• **Problem description**
In the records below, find each line containing the word "term" and copy it.

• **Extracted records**
• • • • •

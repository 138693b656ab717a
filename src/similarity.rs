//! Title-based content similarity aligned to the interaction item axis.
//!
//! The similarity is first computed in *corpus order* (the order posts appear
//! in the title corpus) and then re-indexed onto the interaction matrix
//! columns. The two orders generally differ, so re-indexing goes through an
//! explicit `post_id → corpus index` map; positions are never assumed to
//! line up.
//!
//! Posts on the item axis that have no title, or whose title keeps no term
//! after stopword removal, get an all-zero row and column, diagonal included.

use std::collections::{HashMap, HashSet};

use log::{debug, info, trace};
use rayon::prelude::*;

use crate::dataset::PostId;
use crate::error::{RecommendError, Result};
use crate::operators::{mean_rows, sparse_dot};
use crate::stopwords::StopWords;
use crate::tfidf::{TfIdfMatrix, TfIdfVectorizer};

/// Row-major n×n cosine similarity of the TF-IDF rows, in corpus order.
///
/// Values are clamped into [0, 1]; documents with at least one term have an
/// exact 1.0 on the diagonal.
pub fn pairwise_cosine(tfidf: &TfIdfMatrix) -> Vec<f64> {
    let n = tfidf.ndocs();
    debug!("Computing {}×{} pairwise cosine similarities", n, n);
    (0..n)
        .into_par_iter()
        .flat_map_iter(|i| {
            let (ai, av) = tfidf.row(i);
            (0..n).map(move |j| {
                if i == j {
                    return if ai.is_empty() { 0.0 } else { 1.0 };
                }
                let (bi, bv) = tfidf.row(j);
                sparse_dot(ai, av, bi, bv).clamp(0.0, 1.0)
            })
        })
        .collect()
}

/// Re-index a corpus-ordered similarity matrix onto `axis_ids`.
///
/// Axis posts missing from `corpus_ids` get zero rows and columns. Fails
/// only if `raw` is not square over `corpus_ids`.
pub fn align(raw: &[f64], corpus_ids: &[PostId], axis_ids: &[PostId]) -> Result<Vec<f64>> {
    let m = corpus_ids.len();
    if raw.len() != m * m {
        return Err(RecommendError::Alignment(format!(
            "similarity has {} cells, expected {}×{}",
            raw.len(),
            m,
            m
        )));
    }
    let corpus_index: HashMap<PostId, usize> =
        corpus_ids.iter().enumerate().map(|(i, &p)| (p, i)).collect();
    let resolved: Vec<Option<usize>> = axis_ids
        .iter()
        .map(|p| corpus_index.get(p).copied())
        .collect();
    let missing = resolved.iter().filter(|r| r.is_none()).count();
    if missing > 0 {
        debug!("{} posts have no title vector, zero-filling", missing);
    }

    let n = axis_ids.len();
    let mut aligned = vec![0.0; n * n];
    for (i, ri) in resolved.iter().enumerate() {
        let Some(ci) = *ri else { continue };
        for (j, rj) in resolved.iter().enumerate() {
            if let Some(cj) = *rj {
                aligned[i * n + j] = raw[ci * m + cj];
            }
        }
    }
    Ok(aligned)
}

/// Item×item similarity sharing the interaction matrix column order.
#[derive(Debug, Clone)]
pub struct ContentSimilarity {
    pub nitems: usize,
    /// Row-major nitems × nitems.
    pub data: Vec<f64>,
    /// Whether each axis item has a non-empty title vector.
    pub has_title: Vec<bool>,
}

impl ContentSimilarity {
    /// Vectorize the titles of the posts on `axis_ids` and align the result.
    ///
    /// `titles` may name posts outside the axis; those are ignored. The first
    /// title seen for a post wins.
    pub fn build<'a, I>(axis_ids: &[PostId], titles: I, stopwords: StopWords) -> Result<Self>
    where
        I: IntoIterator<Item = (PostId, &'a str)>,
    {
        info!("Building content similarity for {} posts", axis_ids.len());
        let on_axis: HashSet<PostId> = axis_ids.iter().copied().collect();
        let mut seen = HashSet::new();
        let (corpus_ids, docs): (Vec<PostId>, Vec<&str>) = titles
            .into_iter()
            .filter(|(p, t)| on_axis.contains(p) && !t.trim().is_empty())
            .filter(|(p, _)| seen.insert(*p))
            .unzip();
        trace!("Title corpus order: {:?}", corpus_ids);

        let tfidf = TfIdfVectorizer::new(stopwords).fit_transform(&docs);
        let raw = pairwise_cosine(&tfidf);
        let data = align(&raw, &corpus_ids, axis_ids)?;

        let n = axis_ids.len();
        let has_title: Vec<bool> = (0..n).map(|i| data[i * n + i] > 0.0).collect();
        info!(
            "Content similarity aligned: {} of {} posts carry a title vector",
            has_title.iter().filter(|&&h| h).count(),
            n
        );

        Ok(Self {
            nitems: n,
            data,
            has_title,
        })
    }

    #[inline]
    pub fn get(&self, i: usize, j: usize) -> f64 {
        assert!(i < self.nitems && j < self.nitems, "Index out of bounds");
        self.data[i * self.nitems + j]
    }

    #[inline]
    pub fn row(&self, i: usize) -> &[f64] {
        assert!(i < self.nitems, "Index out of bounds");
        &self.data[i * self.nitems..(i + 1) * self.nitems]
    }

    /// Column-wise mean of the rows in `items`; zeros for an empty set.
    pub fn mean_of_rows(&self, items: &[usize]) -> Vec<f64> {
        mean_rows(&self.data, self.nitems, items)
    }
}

• • • • •

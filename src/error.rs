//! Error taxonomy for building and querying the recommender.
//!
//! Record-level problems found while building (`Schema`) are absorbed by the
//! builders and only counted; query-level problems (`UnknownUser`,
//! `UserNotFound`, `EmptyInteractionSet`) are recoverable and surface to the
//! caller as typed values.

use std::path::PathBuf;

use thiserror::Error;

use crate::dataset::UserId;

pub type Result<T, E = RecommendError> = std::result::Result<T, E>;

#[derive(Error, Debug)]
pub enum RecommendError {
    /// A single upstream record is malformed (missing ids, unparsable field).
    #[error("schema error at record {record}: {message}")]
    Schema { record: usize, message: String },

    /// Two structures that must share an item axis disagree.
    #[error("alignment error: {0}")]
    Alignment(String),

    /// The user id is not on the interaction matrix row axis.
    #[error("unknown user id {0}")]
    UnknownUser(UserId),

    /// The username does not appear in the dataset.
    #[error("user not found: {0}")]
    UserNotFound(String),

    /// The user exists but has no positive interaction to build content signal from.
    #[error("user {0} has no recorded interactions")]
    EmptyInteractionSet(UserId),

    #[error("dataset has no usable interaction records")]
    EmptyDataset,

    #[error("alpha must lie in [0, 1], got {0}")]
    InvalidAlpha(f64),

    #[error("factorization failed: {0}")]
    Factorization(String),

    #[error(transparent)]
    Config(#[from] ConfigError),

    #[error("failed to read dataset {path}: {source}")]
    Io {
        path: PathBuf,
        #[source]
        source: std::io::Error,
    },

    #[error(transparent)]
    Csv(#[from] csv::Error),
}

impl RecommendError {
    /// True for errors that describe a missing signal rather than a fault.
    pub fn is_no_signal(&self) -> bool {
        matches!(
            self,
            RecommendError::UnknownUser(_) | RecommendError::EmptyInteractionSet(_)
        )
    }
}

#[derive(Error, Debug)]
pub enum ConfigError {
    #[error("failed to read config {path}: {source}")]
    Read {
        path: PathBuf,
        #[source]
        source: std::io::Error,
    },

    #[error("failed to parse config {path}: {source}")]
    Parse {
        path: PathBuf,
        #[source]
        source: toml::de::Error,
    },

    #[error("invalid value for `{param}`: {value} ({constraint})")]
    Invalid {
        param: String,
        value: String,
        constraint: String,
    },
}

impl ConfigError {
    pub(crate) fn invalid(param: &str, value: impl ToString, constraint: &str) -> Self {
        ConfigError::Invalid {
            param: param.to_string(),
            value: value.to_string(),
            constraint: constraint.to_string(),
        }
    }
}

• • • • •

• **Problem solution**
//! Posts on the item axis that have no title, or whose title keeps no term
/// Values are clamped into [0, 1]; documents with at least one term have an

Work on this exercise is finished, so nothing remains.